Show that the four points A, B, C and D with position vectors \[\vec{a}\], \[\vec{b}\], \[\vec{c}\], \[\vec{d}\] respectively are coplanar if and only if \[3 \vec{a} - 2 \vec{b} + \vec{c} - 2 \vec{d} = \vec{0} .\]

Answer 1

Necessary Condition: Firstly , let \[\vec{a} , \vec{b} , \vec{c}\] are coplanar vectors.  Then, one of them is expressible as a linear combination of the other two.
Let \[\vec{c} = x \vec{a} + y \vec{b}\] for some scalars x, y .
 Then,
\[\vec{c} = x \vec{a} + y \vec{b}\] for some scalars x, y
\[\Rightarrow l \vec{a} + m \vec{b} + n \vec{c} = \vec{0} ,\]  where \[l = x, m = y, n = - 1\] 

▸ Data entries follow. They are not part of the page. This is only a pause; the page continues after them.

//! Terminal grid
//!
//! Fixed rows x columns character grid with a cursor. There is no scrollback
//! and no attribute tracking; a line feed on the last row drops the top line.

use unicode_width::UnicodeWidthChar;

/// Stored in the right half of a double-width character
const WIDE_TAIL: char = '\0';
const BLANK: char = ' ';

/// Cursor position, 0-indexed.
///
/// `col` may equal the column count: that is the pending-wrap position right
/// after a character was written into the last column.
#[derive(Clone, Copy, Debug, Default, PartialEq, Eq)]
pub struct Cursor {
    pub row: u16,
    pub col: u16,
}

/// Character grid plus cursor state
#[derive(Clone, Debug)]
pub struct TerminalGrid {
    rows: u16,
    cols: u16,
    lines: Vec<Line>,
    cursor: Cursor,
    saved: Option<Cursor>,
    /// DECAWM, on by default
    pub auto_wrap: bool,
}

impl TerminalGrid {
    /// Create a blank grid. Zero dimensions are bumped to one so the cursor
    /// always has a cell to sit on.
    pub fn new(rows: u16, cols: u16) -> Self {
        let rows = rows.max(1);
        let cols = cols.max(1);
        Self {
            rows,
            cols,
            lines: (0..rows).map(|_| Line::new(cols)).collect(),
            cursor: Cursor::default(),
            saved: None,
            auto_wrap: true,
        }
    }

    pub fn rows(&self) -> u16 {
        self.rows
    }

    pub fn columns(&self) -> u16 {
        self.cols
    }

    pub fn cursor(&self) -> Cursor {
        self.cursor
    }

    /// Character at (row, col); blank outside the grid and for the right
    /// half of a wide character.
    pub fn cell_at(&self, row: u16, col: u16) -> char {
        match self
            .lines
            .get(row as usize)
            .and_then(|line| line.cells.get(col as usize))
        {
            Some(&WIDE_TAIL) | None => BLANK,
            Some(&ch) => ch,
        }
    }

    /// Text of one row with trailing blanks trimmed
    pub fn line_text(&self, row: u16) -> String {
        let Some(line) = self.lines.get(row as usize) else {
            return String::new();
        };
        let text: String = line.cells.iter().filter(|&&c| c != WIDE_TAIL).collect();
        text.trim_end().to_string()
    }

    /// Reallocate the grid. Content is discarded, the cursor goes home.
    pub fn resize(&mut self, rows: u16, cols: u16) {
        *self = Self::new(rows, cols);
    }

    /// RIS - full reset keeping the current size
    pub fn reset(&mut self) {
        self.resize(self.rows, self.cols);
    }

    /// Put a character at the cursor and advance it
    pub fn put_char(&mut self, ch: char) {
        let width = ch.width().unwrap_or(0) as u16;
        if width == 0 {
            return;
        }

        if self.cursor.col + width > self.cols {
            if self.auto_wrap && self.cursor.col > 0 {
                self.cursor.col = 0;
                self.linefeed();
            } else {
                self.cursor.col = self.cols.saturating_sub(width);
            }
        }

        let row = self.cursor.row as usize;
        let col = self.cursor.col as usize;
        self.clear_wide_overlap(row, col);
        self.lines[row].cells[col] = ch;

        if width == 2 && col + 1 < self.cols as usize {
            self.clear_wide_overlap(row, col + 1);
            self.lines[row].cells[col + 1] = WIDE_TAIL;
        }

        self.cursor.col = (self.cursor.col + width).min(self.cols);
    }

    /// Blank the other half of a wide character about to be overwritten
    fn clear_wide_overlap(&mut self, row: usize, col: usize) {
        let cells = &mut self.lines[row].cells;
        if cells[col] == WIDE_TAIL && col > 0 {
            cells[col - 1] = BLANK;
        }
        if col + 1 < cells.len() && cells[col + 1] == WIDE_TAIL {
            cells[col + 1] = BLANK;
        }
    }

    /// Carriage return - move cursor to column 0
    pub fn carriage_return(&mut self) {
        self.cursor.col = 0;
    }

    /// Line feed - move cursor down, scroll at the bottom row
    pub fn linefeed(&mut self) {
        if self.cursor.row + 1 >= self.rows {
            self.scroll_up(1);
        } else {
            self.cursor.row += 1;
        }
    }

    /// Backspace - move cursor left, never past column 0
    pub fn backspace(&mut self) {
        if self.cursor.col >= self.cols {
            // Leaving the pending-wrap position lands on the last column
            self.cursor.col = self.cols - 1;
        } else {
            self.cursor.col = self.cursor.col.saturating_sub(1);
        }
    }

    /// Horizontal tab to the next multiple of 8
    pub fn horizontal_tab(&mut self) {
        let next = ((self.cursor.col / 8) + 1) * 8;
        self.cursor.col = next.min(self.cols - 1);
    }

    /// Scroll the whole grid up by n lines
    pub fn scroll_up(&mut self, n: u16) {
        for _ in 0..n.min(self.rows) {
            self.lines.remove(0);
            self.lines.push(Line::new(self.cols));
        }
    }

    /// Scroll the whole grid down by n lines
    pub fn scroll_down(&mut self, n: u16) {
        for _ in 0..n.min(self.rows) {
            self.lines.pop();
            self.lines.insert(0, Line::new(self.cols));
        }
    }

    pub fn cursor_up(&mut self, n: u16) {
        self.cursor.row = self.cursor.row.saturating_sub(n);
    }

    pub fn cursor_down(&mut self, n: u16) {
        self.cursor.row = self.cursor.row.saturating_add(n).min(self.rows - 1);
    }

    pub fn cursor_forward(&mut self, n: u16) {
        self.cursor.col = self.cursor.col.saturating_add(n).min(self.cols - 1);
    }

    pub fn cursor_backward(&mut self, n: u16) {
        let col = self.cursor.col.min(self.cols - 1);
        self.cursor.col = col.saturating_sub(n);
    }

    /// Set cursor position (1-indexed parameters)
    pub fn cursor_position(&mut self, row: u16, col: u16) {
        self.cursor.row = row.saturating_sub(1).min(self.rows - 1);
        self.cursor.col = col.saturating_sub(1).min(self.cols - 1);
    }

    /// CHA - absolute column (1-indexed)
    pub fn set_column(&mut self, col: u16) {
        self.cursor.col = col.saturating_sub(1).min(self.cols - 1);
    }

    /// VPA - absolute row (1-indexed)
    pub fn set_row(&mut self, row: u16) {
        self.cursor.row = row.saturating_sub(1).min(self.rows - 1);
    }

    /// Erase in display
    pub fn erase_in_display(&mut self, mode: u16) {
        let cursor_row = self.cursor.row as usize;
        match mode {
            0 => {
                self.erase_in_line(0);
                for line in self.lines.iter_mut().skip(cursor_row + 1) {
                    line.clear();
                }
            }
            1 => {
                for line in self.lines.iter_mut().take(cursor_row) {
                    line.clear();
                }
                self.erase_in_line(1);
            }
            2 | 3 => {
                for line in &mut self.lines {
                    line.clear();
                }
            }
            _ => {}
        }
    }

    /// Erase in line
    pub fn erase_in_line(&mut self, mode: u16) {
        let cols = self.cols as usize;
        let col = (self.cursor.col as usize).min(cols - 1);
        let cells = &mut self.lines[self.cursor.row as usize].cells;

        let range = match mode {
            0 => col..cols,
            1 => 0..col + 1,
            2 => 0..cols,
            _ => return,
        };
        for cell in &mut cells[range] {
            *cell = BLANK;
        }
    }

    /// Save cursor position
    pub fn save_cursor(&mut self) {
        self.saved = Some(self.cursor);
    }

    /// Restore cursor position
    pub fn restore_cursor(&mut self) {
        if let Some(saved) = self.saved {
            self.cursor.row = saved.row.min(self.rows - 1);
            self.cursor.col = saved.col.min(self.cols);
        }
    }

    /// Index - cursor down, scroll if at bottom
    pub fn index(&mut self) {
        self.linefeed();
    }

    /// Reverse index - cursor up, scroll if at top
    pub fn reverse_index(&mut self) {
        if self.cursor.row == 0 {
            self.scroll_down(1);
        } else {
            self.cursor_up(1);
        }
    }
}

/// A single row of cells
#[derive(Clone, Debug)]
struct Line {
    cells: Vec<char>,
}

impl Line {
    fn new(cols: u16) -> Self {
        Self {
            cells: vec![BLANK; cols as usize],
        }
    }

    fn clear(&mut self) {
        self.cells.fill(BLANK);
    }
}
//! Subcommand implementations. Each writes its result to `out`.

use crate::args::Command;
use anyhow::{Context, Result};
use std::io::{BufRead, Write};
use tracing::{debug, warn};
use wmon::VARIANTS;
use wmon::domain::config::MonitorConfig;
use wmon::domain::variant::VariantDescriptor;

/// Runs `command` against the configured variant.
///
/// `variants` never resolves, so it still lists what is available when the configured
/// name is wrong.
pub(crate) fn run(
    command: Command,
    config: &MonitorConfig,
    input: impl BufRead,
    out: &mut impl Write,
) -> Result<()> {
    match command {
        Command::Variants {} => list_variants(&config.variant, out),
        command => {
            let variant = wmon::resolve(config).context("Failed to load variant")?;
            debug!(?command, variant = variant.name, "Running command");
            run_with_variant(command, &variant, input, out)
        },
    }
}

fn run_with_variant(
    command: Command,
    variant: &VariantDescriptor,
    input: impl BufRead,
    out: &mut impl Write,
) -> Result<()> {
    match command {
        Command::Variants {} => list_variants(variant.name, out),
        Command::Show {} => show(variant, out),
        Command::Feeds {} => feeds(variant, out),
        Command::Relevant { primary, secondary } => {
            writeln!(out, "{}", variant.is_relevant(&primary, &secondary))?;
            Ok(())
        },
        Command::Locate { latitude, longitude } => {
            writeln!(out, "{}", variant.is_in_region(latitude, longitude))?;
            Ok(())
        },
        Command::Filter {} => filter(variant, input, out),
        Command::Validate {} => summary(variant, out),
    }
}

fn list_variants(active: &str, out: &mut impl Write) -> Result<()> {
    if VARIANTS.get(active).is_none() {
        warn!(variant = active, "Configured variant is not registered");
    }
    for variant in VARIANTS.iter() {
        let marker = if variant.name.eq_ignore_ascii_case(active.trim()) { '*' } else { ' ' };
        writeln!(out, "{marker} {}\t{}", variant.name, variant.display_name)?;
    }
    Ok(())
}

fn show(variant: &VariantDescriptor, out: &mut impl Write) -> Result<()> {
    serde_json::to_writer_pretty(&mut *out, variant).context("Failed to serialize variant")?;
    writeln!(out)?;
    Ok(())
}

fn feeds(variant: &VariantDescriptor, out: &mut impl Write) -> Result<()> {
    for feed in variant.prioritized_feeds() {
        writeln!(out, "{}\t{}\t{}", feed.tier, feed.name, feed.url)?;
    }
    Ok(())
}

/// Invalid UTF-8 is replaced rather than rejected, so one bad line never ends the batch.
fn filter(variant: &VariantDescriptor, mut input: impl BufRead, out: &mut impl Write) -> Result<()> {
    let (mut seen, mut kept) = (0_usize, 0_usize);
    let mut buf = Vec::new();
    loop {
        buf.clear();
        if input.read_until(b'\n', &mut buf).context("Failed to read stdin")? == 0 {
            break;
        }
        let raw = buf.strip_suffix(b"\n").unwrap_or(buf.as_slice());
        let raw = raw.strip_suffix(b"\r").unwrap_or(raw);
        let line = String::from_utf8_lossy(raw);
        if line.trim().is_empty() {
            continue;
        }
        seen += 1;
        let (primary, secondary) = line.split_once('\t').unwrap_or((&*line, ""));
        if variant.is_relevant(primary, secondary) {
            kept += 1;
            writeln!(out, "{line}")?;
        }
    }
    debug!(variant = variant.name, seen, kept, "Filtered input");
    Ok(())
}

// Resolution already validated the catalog; reaching here means it is consistent.
fn summary(variant: &VariantDescriptor, out: &mut impl Write) -> Result<()> {
    let region = &variant.region;
    writeln!(
        out,
        "{}: ok ({} feeds, {} keywords, {} locations, {} borders, {} corridors)",
        variant.name,
        variant.feeds.sources.len(),
        region.keywords.len(),
        region.strategic_locations.len(),
        region.borders.len(),
        region.corridors.len(),
    )?;
    Ok(())
}
use std::borrow::Cow;
use wmon_kernel::error::format_context;

/// Errors raised while installing the global subscriber.
#[derive(Debug, thiserror::Error)]
pub enum LoggerError {
    /// The rolling file appender could not be created (bad directory, permissions).
    #[error("Rolling file appender error{}: {source}", format_context(.context))]
    Appender { source: tracing_appender::rolling::InitError, context: Option<Cow<'static, str>> },

    /// A global subscriber is already installed in this process.
    #[error("Tracing subscriber error{}: {source}", format_context(.context))]
    Subscriber {
        source: tracing_subscriber::util::TryInitError,
        context: Option<Cow<'static, str>>,
    },

    #[error("Log directory error{}: {source}", format_context(.context))]
    Io { source: std::io::Error, context: Option<Cow<'static, str>> },

    /// Builder settings that cannot produce a working subscriber.
    #[error("Invalid logger configuration{}: {message}", format_context(.context))]
    InvalidConfiguration { message: Cow<'static, str>, context: Option<Cow<'static, str>> },
}

impl LoggerError {
    pub(crate) fn invalid(message: impl Into<Cow<'static, str>>) -> Self {
        Self::InvalidConfiguration { message: message.into(), context: None }
    }
}

impl From<tracing_appender::rolling::InitError> for LoggerError {
    fn from(source: tracing_appender::rolling::InitError) -> Self {
        Self::Appender { source, context: None }
    }
}

impl From<tracing_subscriber::util::TryInitError> for LoggerError {
    fn from(source: tracing_subscriber::util::TryInitError) -> Self {
        Self::Subscriber { source, context: None }
    }
}

#[cfg(test)]
mod tests {
    use super::*;

    #[test]
    fn context_is_rendered_in_the_message() {
        let err = LoggerError::Io {
            source: std::io::Error::other("denied"),
            context: Some("creating /var/log/wmon".into()),
        };
        assert_eq!(err.to_string(), "Log directory error (creating /var/log/wmon): denied");

        let err = LoggerError::invalid("no outputs");
        assert_eq!(err.to_string(), "Invalid logger configuration: no outputs");
    }
}
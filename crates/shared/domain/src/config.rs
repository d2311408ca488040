use serde::Deserialize;
use std::collections::BTreeMap;
use std::path::PathBuf;

/// Host configuration: which variant to load and how to log.
#[derive(Debug, Clone, Deserialize)]
#[serde(default)]
pub struct MonitorConfig {
    /// Registered variant name (case-insensitive).
    pub variant: String,
    /// Feature flag overrides keyed by flag name, applied over the variant's defaults.
    pub features: BTreeMap<String, bool>,
    pub logging: LoggingConfig,
}

/// Logging sinks and verbosity.
#[derive(Debug, Clone, Deserialize)]
#[serde(default)]
pub struct LoggingConfig {
    pub console: bool,
    /// Default level (`trace`..`error`). `RUST_LOG` overrides it unless `filter` is set.
    pub level: String,
    /// Directory for daily-rolling log files; no file output when unset.
    pub directory: Option<PathBuf>,
    /// Write file output as JSON lines.
    pub json: bool,
    /// Extra filter directives, e.g. `wmon_kernel=debug`.
    pub filter: Option<String>,
}

// --- Default ---

impl Default for MonitorConfig {
    fn default() -> Self {
        Self {
            variant: "cambodia".to_owned(),
            features: BTreeMap::new(),
            logging: LoggingConfig::default(),
        }
    }
}

impl Default for LoggingConfig {
    fn default() -> Self {
        Self { console: true, level: "info".to_owned(), directory: None, json: false, filter: None }
    }
}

Thus, if \[\vec{a} , \vec{b} , \vec{c}\]  are coplanar vectors, then there exists a scalars \[l, m, n\] not all zero simultaneously satisfying
\[l \vec{a} + m \vec{b} + n \vec{c} = \vec{0}\]  where \[l, m, n\] are not all zero simultaneously.
Sufficient Condition: Let \[\vec{a} , \vec{b} , \vec{c}\] are three scalars such that there exists scalars l, m, n  not all zero simultaneously satisfying
\[l \vec{a} + m \vec{b} + n \vec{c} = \vec{0}\] .
We have to prove that \[\vec{a} , \vec{b} , \vec{c}\]  are coplanar vectors. 
Now, 
\[l \vec{a} + m \vec{b} + n \vec{c} = \vec{0 .} \]
\[ \Rightarrow n \vec{c} = - l \vec{a} - m \vec{b} . \]
\[ \Rightarrow \vec{c} = \left( \frac{- l}{n} \right) \vec{a} + \left( \frac{- m}{n} \right) \vec{b} . \]
\[\Rightarrow \vec{c}\] is a linear combination of \[\vec{a}\] and \[\vec{b}\]
\[\Rightarrow \vec{c}\] lies in a plane \[\vec{a}\] and \[\vec{b}\].
Hence, \[\vec{a} , \vec{b} , \vec{c}\] are coplanar vectors.